I have only recently decided, everything considered, that I can now call myself a writer. I have come to this decision because previously I had put writers in that narrow box of what a few people on the planet did. And they, quite frankly, must have very different lives from my own.
All this is not to say that I wouldn't quietly admit to myself, sometimes, that I might actually be the thing I've always wanted to be since I was seven-a writer, writing. I breathed it, but it always seemed such a mystery to me how and why I could do it from one book to another.
Would I write between planting seasons when everything was in bloom and only needed watering and weeding?
Would I write before or after my nieces and nephew and their compatriots started running in and out of my house dripping pool water and Popsicles? Maybe the writing could wait while I read a book in a lawn chair and watched them happily splash the summer away.
Perhaps I would start to write after the leaves fell, so that I wouldn't miss a moment of them turning red and gold. If I was inside my house writing, I would miss the smell of wood smoke or the coolness of early fall days.
Of course, here I have to allow that because I have had the time for all of the above while working at home, I seemed not to connect any of it with my writing. It was just a fluke, I thought.
Who could be so lucky?
A writer!
Was I one of them?
When I had trouble deciding what I was really doing with my days, the daylilies would bloom, a great movie would show up at the Plaza Cinemas, or children would suddenly appear and stay awhile, letting those thoughts fade away.
Through all of these distractions, who was to make me stay in my office, finish ten pages of that novel, or round out that picture book that had been staring at me each time I walked by it for a month?
The answer was no one. But miraculously, a few times a year I would indeed let some kind and patient person in another state know that I had somehow done it again. Magic. A book.

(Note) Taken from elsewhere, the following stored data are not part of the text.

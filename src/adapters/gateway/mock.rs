//! In-memory payment gateway for tests.

use std::collections::HashMap;
use std::sync::Mutex;

use async_trait::async_trait;
use serde_json::Value;

use crate::domain::foundation::PaymentId;
use crate::ports::{GatewayError, PaymentGateway, PaymentResource};

/// Test double for `PaymentGateway`. Payments are registered by id;
/// unknown ids answer `NotFound` like the real API does for payments
/// that are not visible yet.
#[derive(Default)]
pub struct MockPaymentGateway {
    payments: Mutex<HashMap<String, Value>>,
    fail_next_fetch: Mutex<Option<String>>,
}

impl MockPaymentGateway {
    pub fn new() -> Self {
        Self::default()
    }

    /// Register the raw payload served for `payment_id`.
    pub fn register_payment(&self, payment_id: impl Into<String>, raw: Value) {
        self.payments.lock().unwrap().insert(payment_id.into(), raw);
    }

    /// Make the next fetch fail with `message`.
    pub fn fail_next_fetch(&self, message: impl Into<String>) {
        *self.fail_next_fetch.lock().unwrap() = Some(message.into());
    }
}

#[async_trait]
impl PaymentGateway for MockPaymentGateway {
    async fn fetch_payment(&self, payment_id: &PaymentId) -> Result<PaymentResource, GatewayError> {
        if let Some(message) = self.fail_next_fetch.lock().unwrap().take() {
            return Err(GatewayError::other(message));
        }

        let payments = self.payments.lock().unwrap();
        match payments.get(payment_id.as_str()) {
            Some(raw) => Ok(PaymentResource::from_raw(raw.clone())),
            None => Err(GatewayError::NotFound),
        }
    }
}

So, it came to me the other day that all of my days are what I do. All of my days have everything to do with how and why I write. You see, every time I have ever tried to sit in my office overlooking the flower garden and try to force myself to write for a couple of hours a day, I'd just end up watching an old movie or going for a walk.
I need the walks, the gardening, and the day-trips as much as my word processor to enable me to write. Now I know this.
So, I am indeed a writer, and other things too, thankfully. Thus, I happily try to make all the distinct parts work for me. They have everything to do with me being a writer.